Писание акварелью. Писать в этой технике ему было ещё сложнее, тем более что творилось всё это, как правило, на полу, на четвереньках или на маленькой табуреточке. Было так. Раскладывались кисти, ставился большой таз с водой. В него закидывалась почти вся акварель «Нева», потом вынималась и сочно горела яркими цветами. Рядом клался ножик или какой-нибудь острый предмет и иногда белила. Лист обильно смачивался мокрой губкой и лежал, как лужа, на полу. И вот начиналось то действо, которое было понятно только ему одному. Описать это практически невозможно, это было только ему, Анатолию, известная тайна и знание. Когда и как остановить эту самую нужную на свете заливку, когда и как её отпустить, а когда протереть сухой губочкой, когда резкими линиями отчеркнуть ножом контур до белизны бумаги, когда добавить белила и иногда гуашь. Всё надо было успеть до высыхания бумаги. Почти все, кто позировал ему впервые, с достаточной долей скепсиса смотрели на грузную фигуру бородатого мастера, кряхтящего в ногах у натуры то с поднятым задом, то на карачках… Пот струился градом, но пиджак Зверев не снимал никогда, если он, разумеется, был. Казалось, что из этой массы цвета и полос ничего не выйдет. Но… Вдруг процесс обрывался и после некоторой паузы демонстрировался вертикально. Браво! Зрители были потрясены живостью и точностью, не анатомической похожестью, а какой-то тайной, необъяснимой выразительностью изображения. Был ли это человек, животное или растение, они возникали как бы рождённые заново, они были детьми его чувства, его отношения. Обычные женщины и мужчины, банальные коты и собаки, букеты и горшки, бутылки и вазы, даже писанные из головы Пушкины, Гоголи, Христы, Лермонтовы и Дон-Кихоты, другие знаменитости, которых просили заказчики, — все они становились живыми и оригинальными — его, зверевскими, детьми.

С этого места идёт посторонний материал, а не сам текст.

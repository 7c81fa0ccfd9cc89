//! A project-wide index of module semantic models.

use std::sync::Arc;

use indexmap::IndexMap;
use rayon::prelude::*;
use rustc_hash::FxHashSet;
use smol_str::SmolStr;
use tracing::debug;

use crate::hir::ErlangModule;

/// Module-name → module map for one project.
///
/// Registration order is preserved; a duplicate module name keeps the first
/// registration, matching the first-wins convention of the name-keyed fact
/// maps.
#[derive(Debug, Default)]
pub struct ProjectIndex {
    modules: IndexMap<SmolStr, Arc<ErlangModule>>,
}

impl ProjectIndex {
    /// Create an empty index.
    pub fn new() -> Self {
        Self::default()
    }

    /// Index a batch of modules, prefetching their hot fact categories in
    /// parallel first so registration and later queries hit warm slots.
    pub fn build(modules: impl IntoIterator<Item = Arc<ErlangModule>>) -> Self {
        let modules: Vec<_> = modules.into_iter().collect();
        modules.par_iter().for_each(|module| module.prefetch());

        let mut index = Self::new();
        for module in modules {
            index.add(module);
        }
        debug!(modules = index.len(), "built project index");
        index
    }

    /// Register a module. Returns false (and keeps the existing entry) when
    /// the name is already taken.
    pub fn add(&mut self, module: Arc<ErlangModule>) -> bool {
        let name = module.name();
        match self.modules.entry(name) {
            indexmap::map::Entry::Occupied(entry) => {
                debug!(module = %entry.key(), "duplicate module name ignored");
                false
            }
            indexmap::map::Entry::Vacant(entry) => {
                entry.insert(module);
                true
            }
        }
    }

    /// Look up a module by name.
    pub fn module(&self, name: &str) -> Option<&Arc<ErlangModule>> {
        self.modules.get(name)
    }

    /// All indexed modules, in registration order.
    pub fn modules(&self) -> impl Iterator<Item = &Arc<ErlangModule>> {
        self.modules.values()
    }

    /// The modules that define a behaviour, in registration order.
    pub fn behaviour_modules(&self) -> Vec<Arc<ErlangModule>> {
        self.modules
            .values()
            .filter(|module| module.is_behaviour())
            .cloned()
            .collect()
    }

    /// Union of parse transforms declared across all indexed modules.
    pub fn declared_parse_transforms(&self) -> FxHashSet<SmolStr> {
        let mut transforms = FxHashSet::default();
        for module in self.modules.values() {
            module.add_declared_parse_transforms(&mut transforms);
        }
        transforms
    }

    /// Number of indexed modules.
    pub fn len(&self) -> usize {
        self.modules.len()
    }

    /// Whether the index is empty.
    pub fn is_empty(&self) -> bool {
        self.modules.is_empty()
    }
}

Писание маслом. Всё те же страстность и пыл, но уже стоя перед мольбертом или этюдником, когда в московских мастерских, когда на пленэре. К масляной живописи Анатолий относился с наибольшей ответственностью. Поглаживал холст на подрамнике, хихикал, нюхал растворитель, густо выдавливал краски из тюбика на палитру, а то и прямо на холст. Вожделенно, со смаком размазывал мастихином пятна краски, что-то прибавлял кистью, иногда тарабанил концом её, достигая нужной фактуры.
Писал, как правило, без предварительного рисунка. Иногда в ход шёл и большой флейц. У него никогда не было боязни холста, он писал залпом, сразу и до изнеможения; закончив, ложился на траву и, отдуваясь, рычал: «Уф-уф… O-o-o…» Обожал выезжать за город, объехал все подмосковные дачи друзей и знакомых. С природой он сливался полностью, оправдывая свою фамилию. Деревья, луга, поля, реки и озёра, цветы на открытом окне, лошади — непременные герои его сюжетов летних и осенних. Зимой больше «из головы», по памяти. Как-то наш общий друг, прекрасный человек, художник-реалист Валентин Васильевич Леонович был очень сильно удивлён, как Толя по памяти написал церковь в Марьино. На это Толик ответил, стукнув себя по лбу: «Валечка, у меня здесь приборчик, вроде фотика, а плёночку подарила мамочка… И потом: там мы ели картошечку с селёдочкой, а пиво, пиво! Во!! Помнишь?» И хотя они часто спорили и ругались по поводу живописи, Васильич всегда говорил мне: «Иногда — может, чертяка-самородок! Станковистом по характеру он быть не может, но это этюды — очень сочные…» Тема эта была частой в среде художников, но, в конце концов, «Полонез Огинского» — произведение тоже небольшое, но какое! И рассказы Чехова — не «Война и мир», а всё равно шедевр. В характере произведения всегда характер творца, а значит, присутствие Бога. Таким Бог создал Анатолия, и так он видел мир, — главное, по-своему. Время всех рассудит. И если сегодня кто-то взглянет на картину Зверева в музее или дома, и его душа ответит, откликнется на импульс, замерший в ней — значит, не зря он жил, страдал, радовался. Радовался — больше. Умел!